Ah, ia pasti stres karena sebentar lagi adalah hari penobatannya. "Kau pasti tertekan, ya? Tidak apa-apa, Ranggawuni. Aku yakin kau bisa menjadi maharaja yang hebat!"

"Bukan itu yang membuat pikiranku kacau," balasnya sambil menggeleng.

"Lalu?"

"Pikiranku kacau karena memikirkan hubungan kita, Rajni."

Skakmat! Ranggawuni baru saja mengutarakan isi pikirannya dengan lantang. Aku menelan ludahku, kata-kata apa yang cocok untuk menjawab perkataannya? Sejenak kami terjebak dalam keheningan sampai Ranggawuni menyambung kalimatnya, "Rajni, apakah kamu serius dengan hubungan kita?"

Kenapa rasanya seperti hubungan kami tengah berada di ambang kehancuran? Walau memang faktanya begitu, tetapi pertanyaan Ranggawuni membuat keadaan terasa jauh lebih mencekik.

"Aku serius, Ranggawuni. Hanya saja ...." Aku tak sanggup melanjutkannya, tak mungkin aku mengatakan kepadanya bahwa aku dan Kangmas Panji akan segera kembali ke masa depan, kan? Tidak ada satupun orang yang tahu tentang asal-usul kami. Jika aku mengatakannya kepada Ranggawuni, ia pasti akan menganggap ini sebagai lelucon belaka.

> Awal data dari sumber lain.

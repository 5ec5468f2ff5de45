//! Content models of complex types
//!
//! Picks the terminal form for each complex type: empty, simple text, an
//! all-group table or a DFA built from the flattened particle.

use std::collections::BTreeMap;

use tracing::{instrument, trace};

use super::automaton::{build_dfa, SymbolOverlap};
use super::glushkov::Glushkov;
use super::particles::{check_consistent_declarations, FlatParticle, FlatTerm, Flattener};
use super::registry::{Registry, TypeSlot};
use super::resolver::SchemaIndex;
use super::simple_types::{text_type, SimpleTypes};
use crate::compiled::{
    AllEntry, AllGroup, ContentModel, ElemId, ElementModel, Symbol, SymbolKind, TypeId,
};
use crate::components::{ComplexContent, MaxOccurs, Occurs, ProcessContents, Wildcard};
use crate::error::{CompileError, CompileErrorKind};
use crate::limits::Limits;
use crate::namespaces::QName;

type Result<T> = std::result::Result<T, CompileError>;

/// Element-name overlap through substitution groups and wildcards
pub(crate) struct SchemaOverlap<'a, 's> {
    registry: &'a Registry<'s>,
    substitutions: &'a BTreeMap<ElemId, Vec<ElemId>>,
}

impl<'a, 's> SchemaOverlap<'a, 's> {
    pub fn new(
        registry: &'a Registry<'s>,
        substitutions: &'a BTreeMap<ElemId, Vec<ElemId>>,
    ) -> Self {
        Self {
            registry,
            substitutions,
        }
    }

    fn names(&self, symbol: &Symbol) -> Vec<QName> {
        match &symbol.kind {
            SymbolKind::Element {
                name,
                elem,
                substitutable,
            } => {
                let mut names = vec![name.clone()];
                if *substitutable {
                    names.extend(self.member_names(*elem));
                }
                names
            }
            SymbolKind::Wildcard { .. } => Vec::new(),
        }
    }
}

impl SymbolOverlap for SchemaOverlap<'_, '_> {
    fn overlaps(&self, a: &Symbol, b: &Symbol) -> bool {
        match (&a.kind, &b.kind) {
            (SymbolKind::Element { .. }, SymbolKind::Element { .. }) => {
                let theirs = self.names(b);
                self.names(a).iter().any(|name| theirs.contains(name))
            }
            (SymbolKind::Element { .. }, SymbolKind::Wildcard { constraint, .. }) => self
                .names(a)
                .iter()
                .any(|name| constraint.allows(name.namespace())),
            (SymbolKind::Wildcard { constraint, .. }, SymbolKind::Element { .. }) => self
                .names(b)
                .iter()
                .any(|name| constraint.allows(name.namespace())),
            (
                SymbolKind::Wildcard { constraint: x, .. },
                SymbolKind::Wildcard { constraint: y, .. },
            ) => x.overlaps(y),
        }
    }

    fn member_names(&self, head: ElemId) -> Vec<QName> {
        self.substitutions
            .get(&head)
            .map(|members| {
                members
                    .iter()
                    .map(|m| self.registry.elements[m.index()].name.clone())
                    .collect()
            })
            .unwrap_or_default()
    }
}

/// Compiles the content model of every complex type
pub(crate) struct ContentCompiler<'a, 's> {
    registry: &'a Registry<'s>,
    index: &'a SchemaIndex<'s>,
    limits: &'a Limits,
    substitutions: &'a BTreeMap<ElemId, Vec<ElemId>>,
}

impl<'a, 's> ContentCompiler<'a, 's> {
    pub fn new(
        registry: &'a Registry<'s>,
        index: &'a SchemaIndex<'s>,
        limits: &'a Limits,
        substitutions: &'a BTreeMap<ElemId, Vec<ElemId>>,
    ) -> Self {
        Self {
            registry,
            index,
            limits,
            substitutions,
        }
    }

    /// Content model of a complex type
    #[instrument(level = "trace", skip(self, types))]
    pub fn compile(&self, id: TypeId, types: &SimpleTypes) -> Result<ContentModel> {
        let info = self.registry.type_info(id);
        let def = match info.slot {
            TypeSlot::Complex(def) => def,
            // anyType: any sequence of elements, processed laxly, and text
            _ => {
                let any = FlatParticle {
                    occurs: Occurs::zero_or_more(),
                    term: FlatTerm::Wildcard(Wildcard::any(ProcessContents::Lax)),
                };
                return Ok(ContentModel::Elements {
                    model: self.element_model(&any)?,
                    mixed: true,
                });
            }
        };

        if let ComplexContent::SimpleContent { .. } = def.content {
            let validator = text_type(self.registry, id)
                .and_then(|text| types.validator(text))
                .ok_or_else(|| {
                    CompileError::new(
                        CompileErrorKind::StructureViolation,
                        format!("{} has simple content without a simple base", info.display_name()),
                    )
                })?;
            return Ok(ContentModel::Simple { validator });
        }

        let mut flattener = Flattener::new(self.registry, self.index, self.limits, self.substitutions);
        let content = flattener.content_of(id)?;
        let model = match content {
            None if def.mixed => self.element_model_empty()?,
            None => {
                trace!("empty content");
                return Ok(ContentModel::Empty);
            }
            Some(particle) => {
                check_consistent_declarations(self.registry, id, &particle)?;
                self.element_model(&particle)?
            }
        };
        Ok(ContentModel::Elements {
            model,
            mixed: def.mixed,
        })
    }

    fn element_model_empty(&self) -> Result<ElementModel> {
        let dfa = build_dfa(Glushkov::build(None)?, None, &self.overlap(), self.limits)?;
        Ok(ElementModel::Dfa(dfa))
    }

    fn element_model(&self, particle: &FlatParticle) -> Result<ElementModel> {
        if particle.is_all() {
            return all_group(particle).map(ElementModel::All);
        }
        let glushkov = Glushkov::build(Some(particle))?;
        let dfa = build_dfa(glushkov, Some(particle), &self.overlap(), self.limits)?;
        trace!(states = dfa.state_count(), counters = dfa.counters.len(), "content DFA");
        Ok(ElementModel::Dfa(dfa))
    }

    fn overlap(&self) -> SchemaOverlap<'a, 's> {
        SchemaOverlap::new(self.registry, self.substitutions)
    }
}

fn all_group(particle: &FlatParticle) -> Result<AllGroup> {
    let FlatTerm::Group { children, .. } = &particle.term else {
        return Err(CompileError::new(
            CompileErrorKind::StructureViolation,
            "all content is not a group",
        ));
    };
    let mut entries = Vec::with_capacity(children.len());
    for child in children {
        let FlatTerm::Element {
            elem,
            name,
            substitutable,
        } = &child.term
        else {
            return Err(CompileError::new(
                CompileErrorKind::StructureViolation,
                "an all group may only contain element particles",
            ));
        };
        if child.occurs.max != MaxOccurs::Bounded(1) {
            return Err(CompileError::new(
                CompileErrorKind::StructureViolation,
                format!("{} may occur at most once in an all group", name),
            ));
        }
        entries.push(AllEntry {
            name: name.clone(),
            elem: *elem,
            optional: child.occurs.min == 0,
            allow_substitution: *substitutable,
        });
    }
    Ok(AllGroup {
        required: entries.iter().filter(|e| !e.optional).count() as u32,
        entries,
        optional: particle.occurs.min == 0,
    })
}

"Hanya saja apa, Rajni? Kau meragukan cintaku?" tanyanya dengan nada sendu, "apa yang harus kulakukan agar kau tidak lagi meragu kepadaku?"

"Aku tidak meragukan apapun darimu, Ranggawuni. Berhentilah membuat spekulasi seperti itu." Ranggawuni menghela napasnya setelah mendengar jawabanku. Namun, ia kemudian tersenyum dan meraih tanganku, menyematkan jemarinya dengan jemariku dan menyatukannya.

Ranggawuni mengeratkan tangannya, membiarkan perasaan kami tersalurkan melalui genggaman tangan ini. Jantungku semakin berdebar-debar ketika Ranggawuni mendekatkan wajahnya dengan wajahku, mempertipis jarak di antara kami. Saking dekatnya, aku bisa merasakan deru napasnya. Kami berpandangan, menatap satu sama lain dengan tatapan dengan artian yang berbeda. Aku tak sanggup berlama-lama menatapnya. Oleh sebab itu, aku memejamkan mataku.

Hidung kami bersentuhan. Dengan mata yang menutup, Ranggawuni menggerak-gerakan hidungnya, membuatku merasa kegelian. Kami tertawa, lalu aku membuka mataku dan memandangi ukiran wajah Ranggawuni. Tangan Ranggawuni bergerak menyentuh leherku, memberikan sentuhan sensual yang berhasil menaikkan gairahku.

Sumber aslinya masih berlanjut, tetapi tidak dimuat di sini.